I remember the first time I saw Richards, it was a televised County Championship match between Yorkshire and Hampshire at Harrogate, in May 1968. Hampshire won the toss and chose to bat. Their established opening pair, the brilliant Barbadian Roy Marshall and Barry Reed, were both out with five on the board. That brought in Richards. Conditions on a bleak and occasionally rainy day were distinctly unfriendly, and highly encouraging to Yorkshire’s very experienced attack. Richards simply looked in a different class to everyone else. He made 70 out of an eventual total of 122. By the end of the month Richards and Marshall – arguably the most exciting batsman in the post-war county game before the arrival of Richards and Sobers – had switched places. Richards was second in the first-class averages after Geoffrey Boycott of Yorkshire.

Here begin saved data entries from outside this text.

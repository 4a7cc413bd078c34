//! Key derivation and signing for account-level query methods.
//!
//! The session dispatcher never touches keys. Only the thin wrappers that derive an
//! address from a passphrase go through [`KeyDeriver`].

use ed25519_dalek::{Signer, SigningKey, Verifier, VerifyingKey};
use sha2::{Digest, Sha256};
use thiserror::Error;

use crate::http::AccountKeys;

#[derive(Debug, Error)]
pub enum CryptoError {
    #[error("invalid public key: {0}")]
    InvalidPublicKey(String),
    #[error("invalid signature: {0}")]
    InvalidSignature(String),
}

/// Turns a secret passphrase into keys, an address and signatures.
pub trait KeyDeriver: Send + Sync {
    fn derive_keys(&self, secret: &str) -> AccountKeys;

    /// Address for a hex-encoded public key.
    fn derive_address(&self, public_key: &str) -> Result<String, CryptoError>;

    /// Hex-encoded signature over `message`.
    fn sign(&self, secret: &str, message: &[u8]) -> String;
}

/// Ed25519 keys seeded with the SHA-256 of the passphrase.
///
/// Addresses are the first eight bytes of the SHA-256 of the public key, read as a
/// little-endian `u64`, followed by `L`.
#[derive(Debug, Clone, Copy, Default)]
pub struct Ed25519KeyDeriver;

impl Ed25519KeyDeriver {
    fn signing_key(secret: &str) -> SigningKey {
        let seed: [u8; 32] = Sha256::digest(secret.as_bytes()).into();
        SigningKey::from_bytes(&seed)
    }

    pub fn verify(public_key: &str, message: &[u8], signature: &str) -> Result<bool, CryptoError> {
        let key = verifying_key(public_key)?;
        let bytes: [u8; 64] = hex::decode(signature)
            .map_err(|e| CryptoError::InvalidSignature(e.to_string()))?
            .try_into()
            .map_err(|_| CryptoError::InvalidSignature("signature must be 64 bytes".to_string()))?;
        let signature = ed25519_dalek::Signature::from_bytes(&bytes);
        Ok(key.verify(message, &signature).is_ok())
    }
}

fn verifying_key(public_key: &str) -> Result<VerifyingKey, CryptoError> {
    let bytes: [u8; 32] = hex::decode(public_key)
        .map_err(|e| CryptoError::InvalidPublicKey(e.to_string()))?
        .try_into()
        .map_err(|_| CryptoError::InvalidPublicKey("public key must be 32 bytes".to_string()))?;
    VerifyingKey::from_bytes(&bytes).map_err(|e| CryptoError::InvalidPublicKey(e.to_string()))
}

impl KeyDeriver for Ed25519KeyDeriver {
    fn derive_keys(&self, secret: &str) -> AccountKeys {
        let signing_key = Self::signing_key(secret);
        AccountKeys {
            public_key: hex::encode(signing_key.verifying_key().to_bytes()),
            private_key: hex::encode(signing_key.to_keypair_bytes()),
        }
    }

    fn derive_address(&self, public_key: &str) -> Result<String, CryptoError> {
        let key = verifying_key(public_key)?;
        let hash = Sha256::digest(key.as_bytes());
        let mut head = [0u8; 8];
        head.copy_from_slice(&hash[..8]);
        Ok(format!("{}L", u64::from_le_bytes(head)))
    }

    fn sign(&self, secret: &str, message: &[u8]) -> String {
        hex::encode(Self::signing_key(secret).sign(message).to_bytes())
    }
}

Nobody who watched Richards even once – and I watched him many times over the next few years – could fail to observe that they were watching a truly remarkable talent. For the aficionados there was the added bonus of what appeared to be technical perfection. It is literally impossible to imagine anyone making batting look more natural, more simple or more aesthetically pleasing. Sobers probably came closest. Of all the innings I watched, the one I remember best was at The Oval in late August 1969. This was very different from Harrogate in 1968: it was a lovely late summer’s day. Surrey had a fine attack: Geoff Arnold, Robin Jackman, Bob Willis, Pat Pocock and Intikhab Alam. Hampshire, however, had a grand first day. The 20-year-old left-hander David Turner made 181, his breakthrough innings in county cricket. And Richards…? He made 70 or so in an hour and a quarter before lunch and then just – well, got bored and got himself out. But while he was in it was like watching a batsman from another world.
The Australian Greg Chappell was a contemporary who had something of the same quality as Richards. A generation or so later the New Zealander Martin Crowe had a similar combination of technical mastery and visual appeal.

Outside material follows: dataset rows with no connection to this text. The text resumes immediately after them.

//! Error types for the transport capability.
//!
//! This module defines the [`HttpError`] enum which encompasses all possible
//! failure modes when talking to a single peer's HTTP API. Network and server
//! errors feed the failover path of the retry coordinator; errors raised while
//! assembling the request end it (see [`HttpError::is_peer_failure`]).

use thiserror::Error;

/// Errors that can occur while sending one request to one peer.
///
/// # Error Categories
///
/// - **Network errors**: [`RequestFailed`](HttpError::RequestFailed),
///   [`MiddlewareError`](HttpError::MiddlewareError)
/// - **Server errors**: [`ServerError`](HttpError::ServerError)
/// - **Client errors**: [`UrlError`](HttpError::UrlError),
///   [`UnsupportedMethod`](HttpError::UnsupportedMethod),
///   [`InvalidHeader`](HttpError::InvalidHeader),
///   [`JsonError`](HttpError::JsonError)
///
/// # Example
///
/// ```rust,no_run
/// use lisk_client::http::HttpError;
///
/// fn handle_error(err: HttpError) {
///     match err {
///         HttpError::ServerError { status, body } => {
///             eprintln!("Peer returned {}: {}", status, body);
///         }
///         HttpError::RequestFailed(e) => {
///             eprintln!("Network error: {}", e);
///         }
///         _ => eprintln!("Other error: {}", err),
///     }
/// }
/// ```
#[derive(Debug, Error)]
pub enum HttpError {
    /// The HTTP request failed due to a network or connection error.
    ///
    /// This typically indicates connectivity issues such as:
    /// - Connection refused (node not running)
    /// - Connection timeout
    /// - DNS resolution failure
    /// - TLS/SSL handshake errors
    #[error("Request failed: {0}")]
    RequestFailed(#[from] reqwest::Error),

    /// An error occurred in the HTTP middleware layer.
    ///
    /// The middleware retries transient failures against the same peer.
    /// This error usually means those retries have been exhausted.
    #[error("Middleware error: {0}")]
    MiddlewareError(#[from] reqwest_middleware::Error),

    /// The peer returned a non-success HTTP status code.
    #[error("Server error {status}: {body}")]
    ServerError {
        /// The HTTP status code returned by the peer.
        status: reqwest::StatusCode,
        /// The response body, which may contain error details.
        body: String,
    },

    /// The request descriptor carried a URL that does not parse.
    #[error("URL parse error: {0}")]
    UrlError(#[from] url::ParseError),

    /// Only `GET`, `POST` and `PUT` are spoken by the node API.
    #[error("Unsupported HTTP method: {0}")]
    UnsupportedMethod(reqwest::Method),

    /// A header name or value could not be put on the wire.
    #[error("Invalid header: {0}")]
    InvalidHeader(String),

    /// Failed to serialize the request body or deserialize the response body.
    #[error("JSON serialization error: {0}")]
    JsonError(#[from] serde_json::Error),
}

impl HttpError {
    /// Whether the attempt reached, or tried to reach, the peer.
    ///
    /// Only these errors say something about the peer's health and justify failing over.
    /// The rest are raised while the request is still being put together locally.
    pub fn is_peer_failure(&self) -> bool {
        match self {
            HttpError::RequestFailed(_) | HttpError::MiddlewareError(_) | HttpError::ServerError { .. } => true,
            HttpError::UrlError(_) |
            HttpError::UnsupportedMethod(_) |
            HttpError::InvalidHeader(_) |
            HttpError::JsonError(_) => false,
        }
    }
}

Richards famously got a triple century in a day, for South Australia against a West Australian attack that included Graham Mckenzie, Dennis Lillee and Tony Lock. He also famously played only four Test Matches, against Australia in 1969-70 (508 runs in seven innings). His career coincided almost exactly with South Africa’s ostracism from international sport because of the apartheid regime. He had to content himself – which became increasingly challenging – with domestic cricket for Hampshire, Natal and South Australia, and a special breed of international cricket with Kerry Packer’s World series.
Does the death of international cricket played by Richards make it difficult to refer to him as a “great” batsman? I would say assuredly not. And I would not be alone.
I take just three examples. Each of John Woodcock, in The Times One Hundred Greatest Cricketers (1998), Christopher Martin-Jenkins, in The Top 100 Cricketers of All Time, (2009), and David Gower, in David Gower’s 50 Greatest Cricketers Of All Time, (2015) (why go to the effort of picking 100 when you can get away with 50?) put Richards in his select group. For both Woodcock and Gower, he was 15th, for Martin-Jenkins 28th.
Interestingly Woodcock writes quite a bit about Marshall in the foreword to his book, clearly regretting the inability to squeeze in a player who had a career average of only 35 and, coincidentally also played in only four Tests. He, like Colin Milburn and the Nawab of Pataudi, also not included “was a great batsman in his own way”.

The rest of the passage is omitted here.